I've been trying to find something in life that will make me financially free and successful. I know that becoming wealthy through entrepreneurship isn't a sure thing, I also know that it's a long and hard road, full of disappointment. However, I'll be damned if I sit back and work like a slave for someone else for the next 50 years to earn 50K a year and not have enough to retire, I'd rather give it a go than wonder "what if".

So, I've explored a few (small time, just for a bit of cashflow until something good comes along) business ideas, from drop shipping things[FONT=&quot][/FONT] to starting my own freelance businesses. But I have come up with an idea that I believe will be extremely successful.

I have searched for it all over the net, it has never been done before. I made a prototype of it today and it worked like an absolute charm. I know what needs to be done to improve it, but I don't have the resources to do so.

So what I want/need to do, is sell the idea to a company. I need to know the best way to go about doing this.

So here are my questions:

How much do worldwide patents cost?
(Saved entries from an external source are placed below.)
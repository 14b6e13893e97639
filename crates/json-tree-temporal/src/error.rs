use thiserror::Error;

/// Errors produced while building temporal values from text.
///
/// The recognizer itself never surfaces these: a string that cannot be
/// turned into a timestamp is simply "not a date". They are returned by the
/// explicit constructors (`FixedTzOffset::parse`, `str::parse::<Timestamp>`).
#[derive(Debug, Clone, PartialEq, Eq, Error)]
pub enum TemporalError {
    #[error("invalid UTC offset {0:?}: expected ±HH:MM or ±HHMM")]
    InvalidOffset(String),

    #[error("UTC offset {0:?} must be strictly within ±24 hours")]
    OffsetOutOfRange(String),

    #[error("not an ISO date-time: {0:?}")]
    NotADateTime(String),
}
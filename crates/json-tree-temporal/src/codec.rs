//! ISO-8601 recognizer and formatter.
//!
//! Recognized shapes:
//!
//! ```text
//! 2013-04-29T22:45:35.294303
//! 2013-04-29 22:45:35
//! 2013-04-29T22:45:35.4361-0400
//! 2013-04-29T22:45:35.4361-04:00
//! ```
//!
//! A trailing `Z` without a numeric offset is matched but never decoded: such
//! strings are left as they are.

use std::sync::OnceLock;

use chrono::{Datelike, NaiveDateTime, Timelike};
use regex::Regex;

use crate::offset::FixedTzOffset;
use crate::timestamp::Timestamp;

const DATE_FORMAT: &str = "%Y-%m-%d";
const TIME_FORMAT: &str = "%H:%M:%S";
const FRACTION_FORMAT: &str = "%.f";
const ISO_FORMAT: &str = "%Y-%m-%dT%H:%M:%S";

fn datetime_regex() -> &'static Regex {
    static RE: OnceLock<Regex> = OnceLock::new();
    RE.get_or_init(|| {
        Regex::new(
            r"^(?P<parsable>[0-9]{4}-[0-9]{2}-[0-9]{2}(?P<sep>[ T])[0-9]{2}:[0-9]{2}:[0-9]{2}(?P<fraction>\.[0-9]{1,7})?)(?P<offset>[-+][0-9]{2}:?[0-9]{2})?(?P<zulu>Z)?",
        )
        .unwrap()
    })
}

/// Recognize a date-time at the start of `text`.
///
/// Characters after the recognized prefix are ignored. Returns `None` when the
/// text does not have the date-time shape, and also when it has the shape but
/// names an impossible date or time (`2013-13-40T99:99:99`), a leap second, year
/// zero, or an offset of a full day or more.
///
/// A numeric offset takes precedence over a trailing `Z`. A `Z` with no
/// numeric offset yields `None`.
///
/// # Example
///
/// ```
/// use json_tree_temporal::parse_datetime;
///
/// let ts = parse_datetime("2013-04-29T22:45:35.4361-04:00").unwrap();
/// assert_eq!(ts.microsecond(), 436_100);
/// assert_eq!(ts.offset().unwrap().minutes(), -240);
///
/// assert!(parse_datetime("hello world").is_none());
/// assert!(parse_datetime("2013-13-40T99:99:99").is_none());
/// assert!(parse_datetime("2013-04-29T22:45:35.294303Z").is_none());
/// ```
pub fn parse_datetime(text: &str) -> Option<Timestamp> {
    let caps = datetime_regex().captures(text)?;
    let parsable = caps.name("parsable")?.as_str();

    let mut format = String::with_capacity(20);
    format.push_str(DATE_FORMAT);
    format.push_str(caps.name("sep")?.as_str());
    format.push_str(TIME_FORMAT);
    if caps.name("fraction").is_some() {
        format.push_str(FRACTION_FORMAT);
    }

    let local = match NaiveDateTime::parse_from_str(parsable, &format) {
        Ok(local) if is_representable(&local) => local,
        _ => {
            tracing::trace!(input = text, "date-time shaped string failed validation");
            return None;
        }
    };

    match (caps.name("offset"), caps.name("zulu")) {
        (Some(offset), _) => match FixedTzOffset::parse(offset.as_str()) {
            Ok(offset) => Some(Timestamp::with_offset(local, offset)),
            Err(err) => {
                tracing::trace!(input = text, error = %err, "date-time offset rejected");
                None
            }
        },
        (None, Some(_)) => {
            tracing::trace!(input = text, "zulu-suffixed date-time left undecoded");
            None
        }
        (None, None) => Some(Timestamp::naive(local)),
    }
}

// Year zero and leap seconds parse in chrono but have no ISO calendar
// counterpart in the formats this codec round-trips.
fn is_representable(local: &NaiveDateTime) -> bool {
    local.year() >= 1 && local.nanosecond() < 1_000_000_000
}

/// Format a timestamp as ISO-8601: `YYYY-MM-DDTHH:MM:SS[.ffffff][±HH:MM]`.
///
/// The fraction is omitted when zero and printed with six digits otherwise;
/// seven or nine digits are used only when needed to keep the stored
/// precision.
///
/// # Example
///
/// ```
/// use json_tree_temporal::{format_datetime, parse_datetime};
///
/// let ts = parse_datetime("2013-04-29 22:45:35.4361-0400").unwrap();
/// assert_eq!(format_datetime(&ts), "2013-04-29T22:45:35.436100-04:00");
/// ```
pub fn format_datetime(ts: &Timestamp) -> String {
    let local = ts.local();
    let mut out = local.format(ISO_FORMAT).to_string();
    let nanos = local.nanosecond();
    if nanos != 0 {
        let fraction = if nanos % 1_000 == 0 {
            format!(".{:06}", nanos / 1_000)
        } else if nanos % 100 == 0 {
            format!(".{:07}", nanos / 100)
        } else {
            format!(".{nanos:09}")
        };
        out.push_str(&fraction);
    }
    if let Some(offset) = ts.offset() {
        out.push_str(&offset.to_string());
    }
    out
}

#[cfg(test)]
mod tests {
    use super::*;

    fn round(text: &str) -> String {
        format_datetime(&parse_datetime(text).unwrap())
    }

    #[test]
    fn recognizes_documented_shapes() {
        assert_eq!(round("2013-04-29T22:45:35.294303"), "2013-04-29T22:45:35.294303");
        assert_eq!(round("2013-04-29 22:45:35"), "2013-04-29T22:45:35");
        assert_eq!(round("2013-04-29T22:45:35.4361-0400"), "2013-04-29T22:45:35.436100-04:00");
        assert_eq!(round("2013-04-29T22:45:35.4361-04:00"), "2013-04-29T22:45:35.436100-04:00");
    }

    #[test]
    fn non_matching_text() {
        for text in ["hello world", "", "2013-04-29", "2013-04-29X22:45:35", "13-04-29T22:45:35", " 2013-04-29T22:45:35"] {
            assert_eq!(parse_datetime(text), None, "{text:?}");
        }
    }

    #[test]
    fn shaped_but_invalid() {
        for text in [
            "2013-13-40T99:99:99",
            "2013-02-30T00:00:00",
            "2013-04-29T24:00:00",
            "2013-04-29T23:59:60",
            "0000-01-01T00:00:00",
            "2013-04-29T22:45:35+24:00",
        ] {
            assert_eq!(parse_datetime(text), None, "{text:?}");
        }
    }

    #[test]
    fn trailing_text_is_ignored() {
        let ts = parse_datetime("2013-04-29T22:45:35 and then some").unwrap();
        assert_eq!(format_datetime(&ts), "2013-04-29T22:45:35");
    }

    #[test]
    fn fraction_beyond_seven_digits_drops_offset() {
        // The fraction stops after seven digits, so the offset no longer
        // follows directly and is not recognized.
        let ts = parse_datetime("2013-04-29T22:45:35.12345678-04:00").unwrap();
        assert!(ts.is_naive());
        assert_eq!(format_datetime(&ts), "2013-04-29T22:45:35.1234567");
    }

    #[test]
    fn seven_digit_fraction_is_kept() {
        assert_eq!(round("2013-04-29T22:45:35.1234567+01:00"), "2013-04-29T22:45:35.1234567+01:00");
        assert_eq!(round("2013-04-29T22:45:35.1234560"), "2013-04-29T22:45:35.123456");
    }

    #[test]
    fn lone_zulu_is_not_decoded() {
        for text in ["2013-04-29T22:45:35Z", "2013-04-29T22:45:35.294303Z", "2013-04-29 22:45:35Z tail"] {
            assert_eq!(parse_datetime(text), None, "{text:?}");
        }
    }

    #[test]
    fn numeric_offset_wins_over_zulu() {
        let ts = parse_datetime("2013-04-29T22:45:35+02:00Z").unwrap();
        assert_eq!(ts.offset().unwrap().minutes(), 120);
    }

    #[test]
    fn offset_with_large_minutes_field() {
        let ts = parse_datetime("2013-04-29T22:45:35+05:75").unwrap();
        assert_eq!(ts.offset().unwrap().minutes(), 375);
        assert_eq!(format_datetime(&ts), "2013-04-29T22:45:35+06:15");
    }

    #[test]
    fn nanosecond_precision_formats_with_nine_digits() {
        let local = chrono::NaiveDate::from_ymd_opt(2001, 1, 1)
            .unwrap()
            .and_hms_nano_opt(0, 0, 0, 123_456_789)
            .unwrap();
        assert_eq!(format_datetime(&Timestamp::naive(local)), "2001-01-01T00:00:00.123456789");
    }

    #[test]
    fn early_years_are_zero_padded() {
        let local = chrono::NaiveDate::from_ymd_opt(7, 3, 9)
            .unwrap()
            .and_hms_opt(1, 2, 3)
            .unwrap();
        assert_eq!(format_datetime(&Timestamp::naive(local)), "0007-03-09T01:02:03");
    }
}
//! Storage keys of a tree.

use std::fmt;

use serde::{Serialize, Serializer};

/// A key under which a tree stores a value.
///
/// JSON objects only ever produce string keys. Integer keys appear when a
/// name mapping translates attribute names to numbers; they are written out
/// as their decimal text.
#[derive(Debug, Clone, PartialEq, Eq, Hash, PartialOrd, Ord)]
pub enum Key {
    Str(String),
    Int(i64),
}

impl Key {
    pub fn as_str(&self) -> Option<&str> {
        match self {
            Key::Str(s) => Some(s),
            Key::Int(_) => None,
        }
    }

    pub fn as_int(&self) -> Option<i64> {
        match self {
            Key::Int(i) => Some(*i),
            Key::Str(_) => None,
        }
    }

    /// The text written to JSON for this key.
    pub fn to_json_key(&self) -> String {
        self.to_string()
    }
}

impl fmt::Display for Key {
    fn fmt(&self, f: &mut fmt::Formatter<'_>) -> fmt::Result {
        match self {
            Key::Str(s) => f.write_str(s),
            Key::Int(i) => write!(f, "{i}"),
        }
    }
}

impl Serialize for Key {
    /// Integer keys serialize as integers; in map-key position `serde_json`
    /// quotes them.
    fn serialize<S: Serializer>(&self, serializer: S) -> Result<S::Ok, S::Error> {
        match self {
            Key::Str(s) => serializer.serialize_str(s),
            Key::Int(i) => serializer.serialize_i64(*i),
        }
    }
}

impl From<&str> for Key {
    fn from(s: &str) -> Self {
        Key::Str(s.to_string())
    }
}

impl From<String> for Key {
    fn from(s: String) -> Self {
        Key::Str(s)
    }
}

impl From<&String> for Key {
    fn from(s: &String) -> Self {
        Key::Str(s.clone())
    }
}

impl From<i64> for Key {
    fn from(i: i64) -> Self {
        Key::Int(i)
    }
}

impl From<i32> for Key {
    fn from(i: i32) -> Self {
        Key::Int(i64::from(i))
    }
}

impl From<&Key> for Key {
    fn from(key: &Key) -> Self {
        key.clone()
    }
}

impl PartialEq<str> for Key {
    fn eq(&self, other: &str) -> bool {
        self.as_str() == Some(other)
    }
}

impl PartialEq<&str> for Key {
    fn eq(&self, other: &&str) -> bool {
        self.as_str() == Some(*other)
    }
}

impl PartialEq<i64> for Key {
    fn eq(&self, other: &i64) -> bool {
        self.as_int() == Some(*other)
    }
}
I am looking around 100k, aren't I?

Is there anything else I can do, other than shelling out 100K, to protect my idea and be able to safely present it to a company without it getting stolen?

How much could I expect to sell an idea for (obviously it depends on what the idea is, so this will be a bit of a BS question)?
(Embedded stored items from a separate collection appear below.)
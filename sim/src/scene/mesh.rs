use glam::{Vec2, Vec3};

const EPSILON: f32 = 1e-7;

/// Indexed triangle mesh in world coordinates, with optional per-vertex UV
/// coordinates for texture lookup.
#[derive(Debug, Clone)]
pub struct TriangleMesh {
    pub vertices: Vec<Vec3>,
    pub faces: Vec<[u32; 3]>,
    pub uvs: Option<Vec<Vec2>>,
}

/// Closest intersection of a ray with a single mesh.
#[derive(Debug, Clone, Copy, PartialEq)]
pub struct MeshHit {
    pub location: Vec3,
    pub normal: Vec3,
    pub face_index: usize,
    pub distance: f32,
}

impl TriangleMesh {
    pub fn new(vertices: Vec<Vec3>, faces: Vec<[u32; 3]>) -> Self {
        Self {
            vertices,
            faces,
            uvs: None,
        }
    }

    /// A rectangle built from four corners in winding order, split into two
    /// triangles.
    pub fn quad(corners: [Vec3; 4]) -> Self {
        Self::new(corners.to_vec(), vec![[0, 1, 2], [0, 2, 3]])
    }

    pub fn with_uvs(mut self, uvs: Vec<Vec2>) -> Self {
        self.uvs = Some(uvs);
        self
    }

    fn corners(&self, face: [u32; 3]) -> [Vec3; 3] {
        [
            self.vertices[face[0] as usize],
            self.vertices[face[1] as usize],
            self.vertices[face[2] as usize],
        ]
    }

    /// Closest hit along `direction` (unit length) within `max_range`,
    /// Möller–Trumbore over every face. Both face sides intersect; the
    /// returned normal is the geometric one and may point away from the ray.
    pub fn closest_hit(&self, origin: Vec3, direction: Vec3, max_range: f32) -> Option<MeshHit> {
        let mut closest: Option<MeshHit> = None;
        let mut closest_distance = max_range;

        for (face_index, &face) in self.faces.iter().enumerate() {
            let [a, b, c] = self.corners(face);
            let edge1 = b - a;
            let edge2 = c - a;

            let p = direction.cross(edge2);
            let determinant = edge1.dot(p);
            if determinant.abs() < EPSILON {
                continue;
            }

            let inv_determinant = 1.0 / determinant;
            let s = origin - a;
            let u = s.dot(p) * inv_determinant;
            if !(0.0..=1.0).contains(&u) {
                continue;
            }

            let q = s.cross(edge1);
            let v = direction.dot(q) * inv_determinant;
            if v < 0.0 || u + v > 1.0 {
                continue;
            }

            let t = edge2.dot(q) * inv_determinant;
            if t > EPSILON && t < closest_distance {
                closest_distance = t;
                closest = Some(MeshHit {
                    location: origin + direction * t,
                    normal: edge1.cross(edge2).normalize(),
                    face_index,
                    distance: t,
                });
            }
        }

        closest
    }

    /// UV coordinate of a point on the given face, interpolated with
    /// barycentric weights of the face's vertices. `None` without a UV map.
    pub fn uv_at(&self, face_index: usize, point: Vec3) -> Option<Vec2> {
        let uvs = self.uvs.as_ref()?;
        let face = *self.faces.get(face_index)?;
        let [a, b, c] = self.corners(face);
        let weights = barycentric(point, a, b, c);

        Some(
            *uvs.get(face[0] as usize)? * weights.x
                + *uvs.get(face[1] as usize)? * weights.y
                + *uvs.get(face[2] as usize)? * weights.z,
        )
    }
}

/// Barycentric weights of `point` with respect to triangle `a`, `b`, `c`.
fn barycentric(point: Vec3, a: Vec3, b: Vec3, c: Vec3) -> Vec3 {
    let v0 = b - a;
    let v1 = c - a;
    let v2 = point - a;

    let d00 = v0.dot(v0);
    let d01 = v0.dot(v1);
    let d11 = v1.dot(v1);
    let d20 = v2.dot(v0);
    let d21 = v2.dot(v1);

    let denominator = d00 * d11 - d01 * d01;
    if denominator.abs() < EPSILON {
        return glam::vec3(1., 0., 0.);
    }

    let v = (d11 * d20 - d01 * d21) / denominator;
    let w = (d00 * d21 - d01 * d20) / denominator;

    glam::vec3(1.0 - v - w, v, w)
}
pub mod config;
pub mod fresnel;
pub mod math;
pub mod noise;
pub mod scene;
pub mod sensors;

pub use config::{LidarConfig, SonarConfig};
pub use scene::Scene;
pub use sensors::lidar::Lidar;
pub use sensors::sonar::Sonar;
pub use sensors::{HitRecord, ScanFrame, Sensor, SensorPose};
use glam::{Vec2, Vec4};
use image::RgbaImage;
use std::sync::Arc;

/// Surface description attached to a material slot of a target.
///
/// The alpha channel of a color doubles as the surface reflectivity: the
/// fraction of incident energy a perfectly aligned return would carry.
#[derive(Debug, Clone)]
pub enum Material {
    Opaque {
        color: Vec4,
        /// `1.0` makes the surface a perfect mirror.
        metallic: f32,
    },
    Glass {
        color: Vec4,
        /// Index of refraction, must be positive.
        ior: f32,
    },
    Textured {
        texture: Arc<RgbaImage>,
        metallic: f32,
    },
}

/// A named material slot. The name doubles as the fallback part identifier
/// for segmentation when a target declares none.
#[derive(Debug, Clone)]
pub struct MaterialSlot {
    pub name: String,
    pub material: Material,
}

/// Material resolved at one intersection point. For [`Material::Textured`]
/// the color has already been sampled at the hit's UV coordinate.
#[derive(Debug, Clone, Copy, PartialEq)]
pub enum MaterialProperty {
    Opaque { color: Vec4, metallic: f32 },
    Glass { color: Vec4, ior: f32 },
    Textured { color: Vec4, metallic: f32 },
}

impl MaterialProperty {
    #[inline]
    pub fn color(&self) -> Vec4 {
        match *self {
            MaterialProperty::Opaque { color, .. }
            | MaterialProperty::Glass { color, .. }
            | MaterialProperty::Textured { color, .. } => color,
        }
    }

    #[inline]
    pub fn reflectivity(&self) -> f32 {
        surface_reflectivity(self.color())
    }
}

/// Alpha channel as surface reflectivity.
#[inline]
pub fn surface_reflectivity(color: Vec4) -> f32 {
    color.w
}

/// Sample the nearest pixel at a UV coordinate, wrapping coordinates outside
/// `[0, 1)` to the other side. `None` if the image has no pixels.
pub fn sample_nearest(texture: &RgbaImage, uv: Vec2) -> Option<Vec4> {
    let (width, height) = texture.dimensions();
    if width == 0 || height == 0 {
        return None;
    }

    let u = uv.x.rem_euclid(1.0);
    let v = uv.y.rem_euclid(1.0);
    let x = (u * (width - 1) as f32).round() as u32;
    let y = (v * (height - 1) as f32).round() as u32;

    let pixel = texture.get_pixel(x, y);
    Some(Vec4::new(
        pixel[0] as f32 / 255.0,
        pixel[1] as f32 / 255.0,
        pixel[2] as f32 / 255.0,
        pixel[3] as f32 / 255.0,
    ))
}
My plan is to refine my prototype, come up with a list of what it needs to be better, then sell the idea to a company or try to somehow obtain royalties from the product.

What I want to do is make a prototype, get a video of it in action (which I already have done today) and then sell the idea, for either a lump sum or royalties.

What I am worried about, though, is showing a company the idea and having it stolen. I don't know how to get something patented and even if I did, I don't think I'd have the money.

Is there a way around this?

What would be the smartest way to go, royalties or just selling the idea?

How do I go about selling the idea safely?

Any help would be greatly appreciated!

Thanks in advance!!!!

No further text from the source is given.